Sunday, April 26, 2009

A Postmortem of a Failed Trigger Integration

Last summer I wrote an admittedly noninspiring post on trigger integration between two database instances. Guess what? The solution failed and I had to start over. Actually, all this happened before Christmas, but until now there has not been enough time to write a postmortem.

Good thing is that the new, rewritten solution works fine. I think that the last modifications were made early March and since then nothing has been heard of the client. Nothing, total silence. Now, for those not in the field, silence is about as close to success as you can get in the world of business software. Unless your users have abandoned your software, that is.

But before this bliss there were issues... so what went wrong? Well, the first thing thing that went wrong was that I was unprepared. I should have at least skimmed a book like Enterprise Integration Patterns before starting the project. Second, I should have better understood why our client needed the integration to make better decisions during initial development, especially during source-to-target mapping. Basically this was an application integration (EAI) project that later turned into an operative data integration (ETL) project. There are key differences between the two, and the reason of turning to data-level integration was that one endpoint, a 90's heritage windows client app, was totally out of my control. 

Wrong assumption: Simplicity
The original integration plan was built on a premise of simplicity. There would be two applications with two tables on each side (a person and a company tables), and they would stay synchronized via triggers on both ends. When a user adds a person in one application UI, a transaction would be triggered that would write the same data to the other application's person table.
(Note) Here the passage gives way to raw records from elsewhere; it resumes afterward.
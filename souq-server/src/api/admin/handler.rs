//! Admin API Handlers

use axum::extract::{FromRequestParts, Path, State};
use axum::http::request::Parts;
use axum::{Json, http::HeaderName};
use rust_decimal::Decimal;
use serde::{Deserialize, Serialize};
use validator::Validate;

use crate::core::ServerState;
use crate::db::models::{CategoryCreate, CategoryUpdate, ItemCreate};
use crate::orders::{ClaimAction, CompleteAction, OrderAction};
use crate::utils::{AppError, AppResponse, AppResult, ok, ok_with_message};
use shared::{Category, ChargeKey, DeliveryMode, Item, Order};

static ADMIN_PASS_HEADER: HeaderName = HeaderName::from_static("x-admin-pass");

/// Password gate for the admin API.
///
/// Compares `x-admin-pass` against `ADMIN_PASS`. An empty configured
/// password locks the whole surface rather than opening it.
#[derive(Debug, Clone, Copy)]
pub struct AdminGate;

impl FromRequestParts<ServerState> for AdminGate {
    type Rejection = AppError;

    async fn from_request_parts(
        parts: &mut Parts,
        state: &ServerState,
    ) -> Result<Self, Self::Rejection> {
        let configured = state.config.admin_pass.as_str();
        if configured.is_empty() {
            tracing::warn!("admin api request rejected, ADMIN_PASS is unset");
            return Err(AppError::Forbidden("admin api is disabled".into()));
        }
        let presented = parts
            .headers
            .get(&ADMIN_PASS_HEADER)
            .and_then(|v| v.to_str().ok())
            .unwrap_or_default();
        if presented != configured {
            return Err(AppError::Forbidden("wrong admin password".into()));
        }
        Ok(AdminGate)
    }
}

// =============================================================================
// Dashboard
// =============================================================================

#[derive(Debug, Serialize)]
pub struct Dashboard {
    pub available_items: usize,
    pub sold_items: usize,
    pub active_orders: Vec<Order>,
}

/// GET /api/admin/dashboard
pub async fn dashboard(
    State(state): State<ServerState>,
    _gate: AdminGate,
) -> AppResult<Json<AppResponse<Dashboard>>> {
    let available_items = state.items.find_available().await.map_err(AppError::from)?.len();
    let sold_items = state.items.find_sold().await.map_err(AppError::from)?.len();
    let active_orders = state
        .orders
        .find_active()
        .await
        .map_err(AppError::from)?
        .into_iter()
        .map(Order::from)
        .collect();
    Ok(ok(Dashboard {
        available_items,
        sold_items,
        active_orders,
    }))
}

// =============================================================================
// Items
// =============================================================================

/// GET /api/admin/items - full catalog including sold items and payloads.
pub async fn list_items(
    State(state): State<ServerState>,
    _gate: AdminGate,
) -> AppResult<Json<AppResponse<Vec<Item>>>> {
    let mut items = state.items.find_available().await.map_err(AppError::from)?;
    items.extend(state.items.find_sold().await.map_err(AppError::from)?);
    Ok(ok(items.into_iter().map(Item::from).collect()))
}

/// POST /api/admin/items
pub async fn create_item(
    State(state): State<ServerState>,
    _gate: AdminGate,
    Json(payload): Json<ItemCreate>,
) -> AppResult<Json<AppResponse<Item>>> {
    payload
        .validate()
        .map_err(|e| AppError::Validation(e.to_string()))?;
    if payload.price < Decimal::ZERO {
        return Err(AppError::Validation("price must be non-negative".into()));
    }
    let default_mode = match state
        .categories
        .find_by_name(&payload.category)
        .await
        .map_err(AppError::from)?
    {
        Some(category) => category.delivery_mode_default,
        None => DeliveryMode::Manual,
    };
    let item = state
        .items
        .create(payload, default_mode)
        .await
        .map_err(AppError::from)?;
    Ok(ok(item.into()))
}

/// DELETE /api/admin/items/{id}
pub async fn delete_item(
    State(state): State<ServerState>,
    _gate: AdminGate,
    Path(id): Path<String>,
) -> AppResult<Json<AppResponse<()>>> {
    if !state.items.delete(&id).await.map_err(AppError::from)? {
        return Err(AppError::NotFound(format!("item {id}")));
    }
    state.mirror.forget_item(&id);
    Ok(ok_with_message((), "Item deleted"))
}

// =============================================================================
// Categories
// =============================================================================

/// GET /api/admin/categories
pub async fn list_categories(
    State(state): State<ServerState>,
    _gate: AdminGate,
) -> AppResult<Json<AppResponse<Vec<Category>>>> {
    let categories = state
        .categories
        .find_all()
        .await
        .map_err(AppError::from)?
        .into_iter()
        .map(Category::from)
        .collect();
    Ok(ok(categories))
}

/// POST /api/admin/categories
pub async fn create_category(
    State(state): State<ServerState>,
    _gate: AdminGate,
    Json(payload): Json<CategoryCreate>,
) -> AppResult<Json<AppResponse<Category>>> {
    payload
        .validate()
        .map_err(|e| AppError::Validation(e.to_string()))?;
    let category = state
        .categories
        .create(payload)
        .await
        .map_err(AppError::from)?;
    Ok(ok(category.into()))
}

/// PUT /api/admin/categories/{id}
pub async fn update_category(
    State(state): State<ServerState>,
    _gate: AdminGate,
    Path(id): Path<String>,
    Json(payload): Json<CategoryUpdate>,
) -> AppResult<Json<AppResponse<Category>>> {
    payload
        .validate()
        .map_err(|e| AppError::Validation(e.to_string()))?;
    let category = state
        .categories
        .update(&id, payload)
        .await
        .map_err(AppError::from)?;
    Ok(ok(category.into()))
}

/// DELETE /api/admin/categories/{id}
pub async fn delete_category(
    State(state): State<ServerState>,
    _gate: AdminGate,
    Path(id): Path<String>,
) -> AppResult<Json<AppResponse<()>>> {
    if !state.categories.delete(&id).await.map_err(AppError::from)? {
        return Err(AppError::NotFound(format!("category {id}")));
    }
    Ok(ok_with_message((), "Category deleted"))
}

// =============================================================================
// Wallet credit
// =============================================================================

#[derive(Debug, Deserialize)]
pub struct CreditRequest {
    pub user_id: i64,
    pub amount: Decimal,
    #[serde(default)]
    pub name: String,
}

#[derive(Debug, Serialize)]
pub struct CreditResponse {
    pub new_balance: Decimal,
}

/// POST /api/admin/credit
pub async fn credit(
    State(state): State<ServerState>,
    _gate: AdminGate,
    Json(request): Json<CreditRequest>,
) -> AppResult<Json<AppResponse<CreditResponse>>> {
    let new_balance = state
        .ledger
        .credit(request.user_id, &request.name, request.amount)
        .await?;
    Ok(ok(CreditResponse { new_balance }))
}

// =============================================================================
// Charge keys
// =============================================================================

#[derive(Debug, Deserialize)]
pub struct MintRequest {
    pub amount: Decimal,
    #[serde(default = "default_count")]
    pub count: u32,
}

fn default_count() -> u32 {
    1
}

/// GET /api/admin/charge_keys
pub async fn list_keys(
    State(state): State<ServerState>,
    _gate: AdminGate,
) -> AppResult<Json<AppResponse<Vec<ChargeKey>>>> {
    let keys = state
        .charge_keys
        .list()
        .await?
        .into_iter()
        .map(ChargeKey::from)
        .collect();
    Ok(ok(keys))
}

/// POST /api/admin/charge_keys
pub async fn mint_keys(
    State(state): State<ServerState>,
    _gate: AdminGate,
    Json(request): Json<MintRequest>,
) -> AppResult<Json<AppResponse<Vec<String>>>> {
    let codes = state
        .charge_keys
        .generate(request.amount, request.count)
        .await?;
    Ok(ok(codes))
}

// =============================================================================
// Orders dashboard actions
// =============================================================================

/// GET /api/admin/orders - all active orders with payloads.
pub async fn list_orders(
    State(state): State<ServerState>,
    _gate: AdminGate,
) -> AppResult<Json<AppResponse<Vec<Order>>>> {
    let orders = state
        .orders
        .find_active()
        .await
        .map_err(AppError::from)?
        .into_iter()
        .map(Order::from)
        .collect();
    Ok(ok(orders))
}

#[derive(Debug, Deserialize)]
pub struct OrderActionRequest {
    /// Telegram id of the admin acting through the dashboard
    pub admin_id: i64,
}

/// POST /api/admin/orders/{id}/claim
pub async fn claim_order(
    State(state): State<ServerState>,
    _gate: AdminGate,
    Path(id): Path<String>,
    Json(request): Json<OrderActionRequest>,
) -> AppResult<Json<AppResponse<Order>>> {
    let order = ClaimAction {
        order_id: id,
        admin_id: request.admin_id,
    }
    .execute(&state.order_context())
    .await?;
    Ok(ok(order.into()))
}

/// POST /api/admin/orders/{id}/complete
pub async fn complete_order(
    State(state): State<ServerState>,
    _gate: AdminGate,
    Path(id): Path<String>,
    Json(request): Json<OrderActionRequest>,
) -> AppResult<Json<AppResponse<Order>>> {
    let order = CompleteAction {
        order_id: id,
        admin_id: request.admin_id,
    }
    .execute(&state.order_context())
    .await?;
    Ok(ok(order.into()))
}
Or abort the whole thing, so that there would no insert in either.

Unfortunately, things were not that simple. In a normalized database schema, adding a new person through a UI will probably read and write multiple tables. Phone numbers and email addresses would go to some contact table, profile data like marketing restrictions to a profile table, and there would be a references from persons to a company table for all persons whose employers were known.
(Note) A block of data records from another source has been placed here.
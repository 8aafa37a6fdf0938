//! Bot Module
//!
//! Telegram surface of the marketplace: webhook update types, the command
//! and callback dispatcher, the wizard conversation store, the operations
//! and subscription tracker menus, and the site-login verification codes.

pub mod commands;
pub mod conversation;
pub mod tracker;
pub mod update;
pub mod verify;

// Re-exports
pub use commands::dispatch;
pub use conversation::{Conversation, ConversationStore};
pub use update::Update;
pub use verify::VerifyCodes;
//! Subscription Tracking Records
//!
//! A subscription is a shared service account (one email) under which a
//! limited number of clients are tracked with their contact details and
//! subscription window.

use chrono::{DateTime, Utc};
use serde::{Deserialize, Serialize};
use surrealdb::RecordId;

/// Shared service account tracked per user.
#[derive(Debug, Clone, Serialize, Deserialize)]
pub struct SubscriptionRecord {
    pub id: Option<RecordId>,
    pub user_id: i64,
    pub email: String,
    /// Service name ("Netflix", "Spotify", ...); free text, may be empty.
    #[serde(default)]
    pub subscription_type: String,
    /// Cap on tracked clients for this email.
    pub max_clients: u32,
    pub created_at: DateTime<Utc>,
}

impl SubscriptionRecord {
    /// Plain record key (without the table prefix).
    pub fn key(&self) -> String {
        self.id
            .as_ref()
            .map(|id| id.key().to_string())
            .unwrap_or_default()
    }

    /// Listing label: the service name when set, the email otherwise.
    pub fn label(&self) -> &str {
        if self.subscription_type.is_empty() {
            &self.email
        } else {
            &self.subscription_type
        }
    }
}

/// One tracked client slot under a subscription email.
///
/// Dates are free text exactly as the user entered them; the tracker never
/// computes with them.
#[derive(Debug, Clone, Serialize, Deserialize)]
pub struct ClientRecord {
    pub id: Option<RecordId>,
    /// Key of the owning subscription record.
    pub subscription_id: String,
    pub name: String,
    pub phone: String,
    pub start_date: String,
    pub end_date: String,
    pub created_at: DateTime<Utc>,
}

impl ClientRecord {
    /// Plain record key (without the table prefix).
    pub fn key(&self) -> String {
        self.id
            .as_ref()
            .map(|id| id.key().to_string())
            .unwrap_or_default()
    }
}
Solving all this complexity took time but eventually it worked. During testing all CRUD operations worked fine on both ends. So the increased complexity caused by dependencies did not break the system. But it made it fragile and too weak to withstand the final blow.

After testing, the integration was rolled out into production. Soon afterwards reports started to come in, and finally the client's representative called and said that they couldn't do any work. I took down the integration temporarily, waited until late evening, and started to debug in the production environment.

What I found was a deadlock in the legacy client-server application. There were no reported problems on the new web application side. But the catch was that this old client-server app had actually two fat client UIs, one of which was not available during testing. And this second one wrote to tables in slightly different order than the first, tested client, and would therefore fire triggers in different order than planned and cause a deadlock.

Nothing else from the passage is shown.